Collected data
++++++++++
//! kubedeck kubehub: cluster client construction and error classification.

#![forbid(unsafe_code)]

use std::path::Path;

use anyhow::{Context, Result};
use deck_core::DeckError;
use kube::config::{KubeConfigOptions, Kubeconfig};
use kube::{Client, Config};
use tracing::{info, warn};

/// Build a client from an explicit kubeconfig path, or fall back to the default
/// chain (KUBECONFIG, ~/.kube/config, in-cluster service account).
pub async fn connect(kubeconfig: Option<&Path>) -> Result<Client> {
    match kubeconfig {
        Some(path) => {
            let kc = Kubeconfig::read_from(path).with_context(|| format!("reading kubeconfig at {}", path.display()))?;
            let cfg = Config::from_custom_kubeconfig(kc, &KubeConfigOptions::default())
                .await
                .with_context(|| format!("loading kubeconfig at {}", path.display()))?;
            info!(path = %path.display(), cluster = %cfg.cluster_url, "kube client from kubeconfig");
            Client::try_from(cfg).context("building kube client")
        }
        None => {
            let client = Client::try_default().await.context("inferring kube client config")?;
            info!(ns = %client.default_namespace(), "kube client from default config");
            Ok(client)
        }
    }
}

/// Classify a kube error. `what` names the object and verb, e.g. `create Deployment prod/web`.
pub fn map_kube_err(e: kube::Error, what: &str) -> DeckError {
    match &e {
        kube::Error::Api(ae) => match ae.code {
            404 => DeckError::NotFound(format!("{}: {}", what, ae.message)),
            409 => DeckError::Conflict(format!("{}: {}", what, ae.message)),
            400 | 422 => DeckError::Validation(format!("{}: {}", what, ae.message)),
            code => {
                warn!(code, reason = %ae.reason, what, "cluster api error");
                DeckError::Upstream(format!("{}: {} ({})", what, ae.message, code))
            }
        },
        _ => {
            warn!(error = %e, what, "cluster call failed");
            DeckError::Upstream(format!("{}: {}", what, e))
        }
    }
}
++++++++++
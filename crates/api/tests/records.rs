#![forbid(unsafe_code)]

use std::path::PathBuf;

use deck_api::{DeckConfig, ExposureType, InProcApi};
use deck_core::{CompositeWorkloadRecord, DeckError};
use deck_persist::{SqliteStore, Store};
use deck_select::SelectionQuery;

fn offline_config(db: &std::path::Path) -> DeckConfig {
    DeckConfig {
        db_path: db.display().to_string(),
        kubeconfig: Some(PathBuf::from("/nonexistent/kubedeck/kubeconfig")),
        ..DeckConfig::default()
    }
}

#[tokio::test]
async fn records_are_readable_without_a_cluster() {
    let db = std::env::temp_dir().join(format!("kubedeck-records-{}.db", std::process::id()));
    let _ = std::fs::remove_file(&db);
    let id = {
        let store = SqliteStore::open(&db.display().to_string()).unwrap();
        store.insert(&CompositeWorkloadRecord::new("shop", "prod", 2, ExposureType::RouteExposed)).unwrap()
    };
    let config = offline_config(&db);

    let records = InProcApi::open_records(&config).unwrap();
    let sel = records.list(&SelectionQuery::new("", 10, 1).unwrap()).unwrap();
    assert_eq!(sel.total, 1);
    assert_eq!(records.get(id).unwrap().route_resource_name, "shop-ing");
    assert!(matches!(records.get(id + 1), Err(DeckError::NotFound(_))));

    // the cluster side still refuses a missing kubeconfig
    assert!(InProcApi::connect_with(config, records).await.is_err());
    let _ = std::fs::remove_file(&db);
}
++++++++++
Retype only this portion of the data above: the line containing "assert_eq!(sel.total, 1);", the line containing "a missing kubeconfig", and all lines between them, exactly.

    assert_eq!(sel.total, 1);
    assert_eq!(records.get(id).unwrap().route_resource_name, "shop-ing");
    assert!(matches!(records.get(id + 1), Err(DeckError::NotFound(_))));

    // the cluster side still refuses a missing kubeconfig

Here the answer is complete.